▸ **INSTRUCTIONS FOR THE TASK**:
Restate the entries below word for word, leaving nothing out.
EXCERPTED RECORDS: Begin
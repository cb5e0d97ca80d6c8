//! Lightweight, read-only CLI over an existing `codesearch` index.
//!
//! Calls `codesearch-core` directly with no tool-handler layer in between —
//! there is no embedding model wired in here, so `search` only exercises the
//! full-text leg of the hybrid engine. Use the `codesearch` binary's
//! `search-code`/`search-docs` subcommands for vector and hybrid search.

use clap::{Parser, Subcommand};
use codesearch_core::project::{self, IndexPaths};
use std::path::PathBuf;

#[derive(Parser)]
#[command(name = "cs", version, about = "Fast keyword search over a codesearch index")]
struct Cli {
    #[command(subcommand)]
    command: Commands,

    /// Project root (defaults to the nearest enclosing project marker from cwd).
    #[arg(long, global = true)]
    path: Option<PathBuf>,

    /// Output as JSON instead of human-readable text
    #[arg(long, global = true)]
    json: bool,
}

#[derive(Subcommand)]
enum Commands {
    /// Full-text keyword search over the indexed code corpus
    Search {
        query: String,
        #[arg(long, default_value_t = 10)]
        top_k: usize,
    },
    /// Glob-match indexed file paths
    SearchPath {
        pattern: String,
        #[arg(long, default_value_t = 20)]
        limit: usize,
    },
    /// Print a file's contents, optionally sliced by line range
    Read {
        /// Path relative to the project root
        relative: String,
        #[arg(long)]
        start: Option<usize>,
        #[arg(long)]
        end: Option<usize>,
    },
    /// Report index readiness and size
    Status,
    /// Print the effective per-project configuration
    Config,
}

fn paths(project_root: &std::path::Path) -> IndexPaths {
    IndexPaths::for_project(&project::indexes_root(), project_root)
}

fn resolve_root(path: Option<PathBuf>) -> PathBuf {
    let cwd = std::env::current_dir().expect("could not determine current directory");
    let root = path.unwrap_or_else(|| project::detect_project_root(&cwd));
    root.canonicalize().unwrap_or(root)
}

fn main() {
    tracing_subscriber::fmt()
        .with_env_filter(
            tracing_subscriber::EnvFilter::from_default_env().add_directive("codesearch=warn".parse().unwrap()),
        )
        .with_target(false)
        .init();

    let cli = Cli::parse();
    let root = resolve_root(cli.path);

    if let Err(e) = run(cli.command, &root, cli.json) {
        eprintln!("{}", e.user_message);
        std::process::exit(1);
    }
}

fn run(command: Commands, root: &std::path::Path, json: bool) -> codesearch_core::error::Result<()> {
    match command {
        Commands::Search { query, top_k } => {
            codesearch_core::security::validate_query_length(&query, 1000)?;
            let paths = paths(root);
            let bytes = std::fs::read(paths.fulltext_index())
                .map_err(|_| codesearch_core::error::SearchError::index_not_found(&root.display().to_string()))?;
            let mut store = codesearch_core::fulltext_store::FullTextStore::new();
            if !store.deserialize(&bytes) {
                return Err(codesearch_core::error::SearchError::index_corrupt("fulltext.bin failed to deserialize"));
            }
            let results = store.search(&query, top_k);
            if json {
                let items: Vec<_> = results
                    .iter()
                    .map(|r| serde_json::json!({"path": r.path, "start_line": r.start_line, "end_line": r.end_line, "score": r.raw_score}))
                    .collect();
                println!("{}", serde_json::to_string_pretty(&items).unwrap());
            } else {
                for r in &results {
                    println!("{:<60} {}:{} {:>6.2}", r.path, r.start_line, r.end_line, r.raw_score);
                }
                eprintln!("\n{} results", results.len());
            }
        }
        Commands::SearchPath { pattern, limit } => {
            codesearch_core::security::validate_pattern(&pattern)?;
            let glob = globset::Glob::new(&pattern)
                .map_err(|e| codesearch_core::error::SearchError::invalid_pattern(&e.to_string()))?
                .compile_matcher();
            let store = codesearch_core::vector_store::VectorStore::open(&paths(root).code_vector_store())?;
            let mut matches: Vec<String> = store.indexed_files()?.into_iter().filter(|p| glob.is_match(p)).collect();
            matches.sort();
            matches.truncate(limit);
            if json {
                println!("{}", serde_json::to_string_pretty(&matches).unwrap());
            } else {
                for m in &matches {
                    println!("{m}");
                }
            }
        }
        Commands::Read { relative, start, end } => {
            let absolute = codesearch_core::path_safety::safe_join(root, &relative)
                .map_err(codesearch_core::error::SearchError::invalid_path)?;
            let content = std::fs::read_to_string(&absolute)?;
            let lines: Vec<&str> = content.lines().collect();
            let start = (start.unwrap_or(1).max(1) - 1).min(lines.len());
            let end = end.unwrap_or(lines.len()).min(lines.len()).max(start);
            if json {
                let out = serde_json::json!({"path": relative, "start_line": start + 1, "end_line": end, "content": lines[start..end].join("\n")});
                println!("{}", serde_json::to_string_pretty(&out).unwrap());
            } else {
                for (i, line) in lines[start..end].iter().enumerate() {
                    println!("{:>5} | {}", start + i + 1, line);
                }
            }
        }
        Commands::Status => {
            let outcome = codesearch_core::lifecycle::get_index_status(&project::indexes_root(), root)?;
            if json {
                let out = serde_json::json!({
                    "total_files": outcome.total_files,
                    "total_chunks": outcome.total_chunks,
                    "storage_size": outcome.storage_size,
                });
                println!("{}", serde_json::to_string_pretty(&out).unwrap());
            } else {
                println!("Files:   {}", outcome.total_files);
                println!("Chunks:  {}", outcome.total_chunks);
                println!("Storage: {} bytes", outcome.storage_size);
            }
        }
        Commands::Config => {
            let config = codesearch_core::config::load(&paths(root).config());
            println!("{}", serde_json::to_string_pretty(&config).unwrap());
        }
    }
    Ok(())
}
EXCERPTED RECORDS: End
▸ **ANSWER TO THIS EXERCISE**:
repository cb5e0d97ca80d6c8
//! Lightweight, read-only CLI over an existing `codesearch` index.
//!
//! Calls `codesearch-core` directly with no tool-handler layer in between —
//! there is no embedding model wired in here, so `search` only exercises the
//! full-text leg of the hybrid engine. Use the `codesearch` binary's
//! `search-code`/`search-docs` subcommands for vector and hybrid search.

use clap::{Parser, Subcommand};
use codesearch_core::project::{self, IndexPaths};
use std::path::PathBuf;

#[derive(Parser)]
#[command(name = "cs", version, about = "Fast keyword search over a codesearch index")]
struct Cli {
    #[command(subcommand)]
    command: Commands,

    /// Project root (defaults to the nearest enclosing project marker from cwd).
    #[arg(long, global = true)]
    path: Option<PathBuf>,

    /// Output as JSON instead of human-readable text
    #[arg(long, global = true)]
    json: bool,
}

#[derive(Subcommand)]
enum Commands {
    /// Full-text keyword search over the indexed code corpus
    Search {
        query: String,
        #[arg(long, default_value_t = 10)]
        top_k: usize,
    },
    /// Glob-match indexed file paths
    SearchPath {
        pattern: String,
        #[arg(long, default_value_t = 20)]
        limit: usize,
    },
    /// Print a file's contents, optionally sliced by line range
    Read {
        /// Path relative to the project root
        relative: String,
        #[arg(long)]
        start: Option<usize>,
        #[arg(long)]
        end: Option<usize>,
    },
    /// Report index readiness and size
    Status,
    /// Print the effective per-project configuration
    Config,
}

fn paths(project_root: &std::path::Path) -> IndexPaths {
    IndexPaths::for_project(&project::indexes_root(), project_root)
}

fn resolve_root(path: Option<PathBuf>) -> PathBuf {
    let cwd = std::env::current_dir().expect("could not determine current directory");
    let root = path.unwrap_or_else(|| project::detect_project_root(&cwd));
    root.canonicalize().unwrap_or(root)
}

fn main() {
    tracing_subscriber::fmt()
        .with_env_filter(
            tracing_subscriber::EnvFilter::from_default_env().add_directive("codesearch=warn".parse().unwrap()),
        )
        .with_target(false)
        .init();

    let cli = Cli::parse();
    let root = resolve_root(cli.path);

    if let Err(e) = run(cli.command, &root, cli.json) {
        eprintln!("{}", e.user_message);
        std::process::exit(1);
    }
}

fn run(command: Commands, root: &std::path::Path, json: bool) -> codesearch_core::error::Result<()> {
    match command {
        Commands::Search { query, top_k } => {
            codesearch_core::security::validate_query_length(&query, 1000)?;
            let paths = paths(root);
            let bytes = std::fs::read(paths.fulltext_index())
                .map_err(|_| codesearch_core::error::SearchError::index_not_found(&root.display().to_string()))?;
            let mut store = codesearch_core::fulltext_store::FullTextStore::new();
            if !store.deserialize(&bytes) {
                return Err(codesearch_core::error::SearchError::index_corrupt("fulltext.bin failed to deserialize"));
            }
            let results = store.search(&query, top_k);
            if json {
                let items: Vec<_> = results
                    .iter()
                    .map(|r| serde_json::json!({"path": r.path, "start_line": r.start_line, "end_line": r.end_line, "score": r.raw_score}))
                    .collect();
                println!("{}", serde_json::to_string_pretty(&items).unwrap());
            } else {
                for r in &results {
                    println!("{:<60} {}:{} {:>6.2}", r.path, r.start_line, r.end_line, r.raw_score);
                }
                eprintln!("\n{} results", results.len());
            }
        }
        Commands::SearchPath { pattern, limit } => {
            codesearch_core::security::validate_pattern(&pattern)?;
            let glob = globset::Glob::new(&pattern)
                .map_err(|e| codesearch_core::error::SearchError::invalid_pattern(&e.to_string()))?
                .compile_matcher();
            let store = codesearch_core::vector_store::VectorStore::open(&paths(root).code_vector_store())?;
            let mut matches: Vec<String> = store.indexed_files()?.into_iter().filter(|p| glob.is_match(p)).collect();
            matches.sort();
            matches.truncate(limit);
            if json {
                println!("{}", serde_json::to_string_pretty(&matches).unwrap());
            } else {
                for m in &matches {
                    println!("{m}");
                }
            }
        }
        Commands::Read { relative, start, end } => {
            let absolute = codesearch_core::path_safety::safe_join(root, &relative)
                .map_err(codesearch_core::error::SearchError::invalid_path)?;
            let content = std::fs::read_to_string(&absolute)?;
            let lines: Vec<&str> = content.lines().collect();
            let start = (start.unwrap_or(1).max(1) - 1).min(lines.len());
            let end = end.unwrap_or(lines.len()).min(lines.len()).max(start);
            if json {
                let out = serde_json::json!({"path": relative, "start_line": start + 1, "end_line": end, "content": lines[start..end].join("\n")});
                println!("{}", serde_json::to_string_pretty(&out).unwrap());
            } else {
                for (i, line) in lines[start..end].iter().enumerate() {
                    println!("{:>5} | {}", start + i + 1, line);
                }
            }
        }
        Commands::Status => {
            let outcome = codesearch_core::lifecycle::get_index_status(&project::indexes_root(), root)?;
            if json {
                let out = serde_json::json!({
                    "total_files": outcome.total_files,
                    "total_chunks": outcome.total_chunks,
                    "storage_size": outcome.storage_size,
                });
                println!("{}", serde_json::to_string_pretty(&out).unwrap());
            } else {
                println!("Files:   {}", outcome.total_files);
                println!("Chunks:  {}", outcome.total_chunks);
                println!("Storage: {} bytes", outcome.storage_size);
            }
        }
        Commands::Config => {
            let config = codesearch_core::config::load(&paths(root).config());
            println!("{}", serde_json::to_string_pretty(&config).unwrap());
        }
    }
    Ok(())
}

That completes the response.